BEGIN

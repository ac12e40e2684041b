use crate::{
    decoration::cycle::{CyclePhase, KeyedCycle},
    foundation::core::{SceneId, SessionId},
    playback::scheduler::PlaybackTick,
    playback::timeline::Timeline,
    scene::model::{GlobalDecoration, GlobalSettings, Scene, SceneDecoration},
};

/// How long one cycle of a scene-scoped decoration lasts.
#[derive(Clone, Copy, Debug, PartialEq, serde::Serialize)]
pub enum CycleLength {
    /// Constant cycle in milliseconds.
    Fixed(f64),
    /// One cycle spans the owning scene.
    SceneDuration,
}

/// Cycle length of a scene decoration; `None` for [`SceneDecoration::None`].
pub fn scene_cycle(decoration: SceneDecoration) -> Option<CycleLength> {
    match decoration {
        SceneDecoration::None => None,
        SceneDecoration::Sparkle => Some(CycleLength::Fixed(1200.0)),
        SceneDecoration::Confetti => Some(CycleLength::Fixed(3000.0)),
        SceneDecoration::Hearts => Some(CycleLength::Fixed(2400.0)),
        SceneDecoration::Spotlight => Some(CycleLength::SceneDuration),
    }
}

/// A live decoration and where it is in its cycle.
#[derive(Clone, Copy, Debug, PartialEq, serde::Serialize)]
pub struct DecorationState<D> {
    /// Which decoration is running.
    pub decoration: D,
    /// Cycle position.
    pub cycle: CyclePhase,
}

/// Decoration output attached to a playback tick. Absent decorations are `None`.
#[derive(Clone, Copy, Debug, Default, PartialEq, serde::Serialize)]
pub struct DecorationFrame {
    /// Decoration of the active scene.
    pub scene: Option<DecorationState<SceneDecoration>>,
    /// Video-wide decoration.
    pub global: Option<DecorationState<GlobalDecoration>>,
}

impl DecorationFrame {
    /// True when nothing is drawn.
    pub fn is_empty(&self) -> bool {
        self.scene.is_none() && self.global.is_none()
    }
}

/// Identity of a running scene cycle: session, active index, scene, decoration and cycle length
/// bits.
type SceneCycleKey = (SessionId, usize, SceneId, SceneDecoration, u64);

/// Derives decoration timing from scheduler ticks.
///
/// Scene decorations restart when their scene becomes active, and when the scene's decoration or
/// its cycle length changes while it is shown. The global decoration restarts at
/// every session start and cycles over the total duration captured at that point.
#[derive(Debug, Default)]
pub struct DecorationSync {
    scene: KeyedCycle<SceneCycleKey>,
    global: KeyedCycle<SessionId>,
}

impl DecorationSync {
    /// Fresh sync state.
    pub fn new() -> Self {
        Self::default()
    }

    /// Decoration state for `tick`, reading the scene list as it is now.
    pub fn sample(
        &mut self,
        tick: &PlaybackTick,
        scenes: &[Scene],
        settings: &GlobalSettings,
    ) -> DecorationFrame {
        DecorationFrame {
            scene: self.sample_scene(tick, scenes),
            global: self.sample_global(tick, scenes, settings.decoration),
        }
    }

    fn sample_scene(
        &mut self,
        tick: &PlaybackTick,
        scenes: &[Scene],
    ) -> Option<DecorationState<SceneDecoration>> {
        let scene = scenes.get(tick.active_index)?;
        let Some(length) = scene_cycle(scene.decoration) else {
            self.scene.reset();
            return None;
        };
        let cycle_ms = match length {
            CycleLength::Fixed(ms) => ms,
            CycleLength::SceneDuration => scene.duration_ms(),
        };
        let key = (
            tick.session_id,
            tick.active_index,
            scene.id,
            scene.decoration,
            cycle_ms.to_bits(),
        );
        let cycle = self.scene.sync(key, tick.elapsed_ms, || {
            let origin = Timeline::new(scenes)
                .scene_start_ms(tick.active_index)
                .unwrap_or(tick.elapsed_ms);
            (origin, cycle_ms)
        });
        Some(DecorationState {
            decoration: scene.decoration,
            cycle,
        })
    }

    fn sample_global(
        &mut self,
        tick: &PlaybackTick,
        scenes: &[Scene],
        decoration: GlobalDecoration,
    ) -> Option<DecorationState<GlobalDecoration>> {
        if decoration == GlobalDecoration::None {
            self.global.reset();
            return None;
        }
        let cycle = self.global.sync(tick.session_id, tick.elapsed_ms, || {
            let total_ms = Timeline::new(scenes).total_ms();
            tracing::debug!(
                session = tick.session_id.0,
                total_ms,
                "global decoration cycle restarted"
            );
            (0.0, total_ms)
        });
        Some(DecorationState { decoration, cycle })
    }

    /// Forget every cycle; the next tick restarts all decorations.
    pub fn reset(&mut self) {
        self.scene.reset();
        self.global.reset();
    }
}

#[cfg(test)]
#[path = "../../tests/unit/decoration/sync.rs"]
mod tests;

END

• Try it: A single number is the whole answer: how many lines in the listing contain "GlobalDecoration"?

• Answer for the task: 5